Data supplied:
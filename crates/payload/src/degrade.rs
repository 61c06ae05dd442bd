use bt_domain::message::Message;

/// Copy of `message` with every attachment removed; text untouched.
pub fn strip_attachments(message: &Message) -> Message {
    Message {
        role: message.role,
        text: message.text.clone(),
        attachments: Vec::new(),
    }
}

/// Copy of `message` whose text keeps only its trailing `keep_last_chars`
/// characters. Attachments are carried over unchanged.
pub fn truncate_text(message: &Message, keep_last_chars: usize) -> Message {
    Message {
        role: message.role,
        text: message
            .text
            .as_deref()
            .map(|t| tail_chars(t, keep_last_chars).to_string()),
        attachments: message.attachments.clone(),
    }
}

/// The last `n` characters of `text` (on a char boundary).
pub fn tail_chars(text: &str, n: usize) -> &str {
    if n == 0 {
        return "";
    }
    match text.char_indices().rev().nth(n - 1) {
        Some((idx, _)) => &text[idx..],
        None => text,
    }
}

#[cfg(test)]
mod tests {
    use super::*;
    use bt_domain::message::Attachment;

    #[test]
    fn strip_keeps_text_and_role() {
        let msg = Message::model("answer").with_attachment(Attachment::new("image/png", "QUJD"));
        let stripped = strip_attachments(&msg);
        assert_eq!(stripped.role, msg.role);
        assert_eq!(stripped.text(), "answer");
        assert!(stripped.attachments.is_empty());
        // Original untouched.
        assert_eq!(msg.attachments.len(), 1);
    }

    #[test]
    fn truncate_keeps_tail() {
        let msg = Message::user("abcdefghij");
        assert_eq!(truncate_text(&msg, 3).text(), "hij");
        assert_eq!(truncate_text(&msg, 100).text(), "abcdefghij");
        assert_eq!(truncate_text(&msg, 0).text(), "");
    }

    #[test]
    fn truncate_counts_characters_not_bytes() {
        let msg = Message::user("前后左右");
        assert_eq!(truncate_text(&msg, 2).text(), "左右");
    }

    #[test]
    fn truncate_without_text_stays_empty() {
        let msg = Message {
            role: bt_domain::message::Role::User,
            text: None,
            attachments: vec![],
        };
        assert!(truncate_text(&msg, 10).text.is_none());
    }
}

Task directions: Word for word, repeat every record.

Output for this task:
filename crates/payload/src/degrade.rs
repository 61c06ae05dd442bd
use bt_domain::message::Message;

/// Copy of `message` with every attachment removed; text untouched.
pub fn strip_attachments(message: &Message) -> Message {
    Message {
        role: message.role,
        text: message.text.clone(),
        attachments: Vec::new(),
    }
}

/// Copy of `message` whose text keeps only its trailing `keep_last_chars`
/// characters. Attachments are carried over unchanged.
pub fn truncate_text(message: &Message, keep_last_chars: usize) -> Message {
    Message {
        role: message.role,
        text: message
            .text
            .as_deref()
            .map(|t| tail_chars(t, keep_last_chars).to_string()),
        attachments: message.attachments.clone(),
    }
}

/// The last `n` characters of `text` (on a char boundary).
pub fn tail_chars(text: &str, n: usize) -> &str {
    if n == 0 {
        return "";
    }
    match text.char_indices().rev().nth(n - 1) {
        Some((idx, _)) => &text[idx..],
        None => text,
    }
}

#[cfg(test)]
mod tests {
    use super::*;
    use bt_domain::message::Attachment;

    #[test]
    fn strip_keeps_text_and_role() {
        let msg = Message::model("answer").with_attachment(Attachment::new("image/png", "QUJD"));
        let stripped = strip_attachments(&msg);
        assert_eq!(stripped.role, msg.role);
        assert_eq!(stripped.text(), "answer");
        assert!(stripped.attachments.is_empty());
        // Original untouched.
        assert_eq!(msg.attachments.len(), 1);
    }

    #[test]
    fn truncate_keeps_tail() {
        let msg = Message::user("abcdefghij");
        assert_eq!(truncate_text(&msg, 3).text(), "hij");
        assert_eq!(truncate_text(&msg, 100).text(), "abcdefghij");
        assert_eq!(truncate_text(&msg, 0).text(), "");
    }

    #[test]
    fn truncate_counts_characters_not_bytes() {
        let msg = Message::user("前后左右");
        assert_eq!(truncate_text(&msg, 2).text(), "左右");
    }

    #[test]
    fn truncate_without_text_stays_empty() {
        let msg = Message {
            role: bt_domain::message::Role::User,
            text: None,
            attachments: vec![],
        };
        assert!(truncate_text(&msg, 10).text.is_none());
    }
}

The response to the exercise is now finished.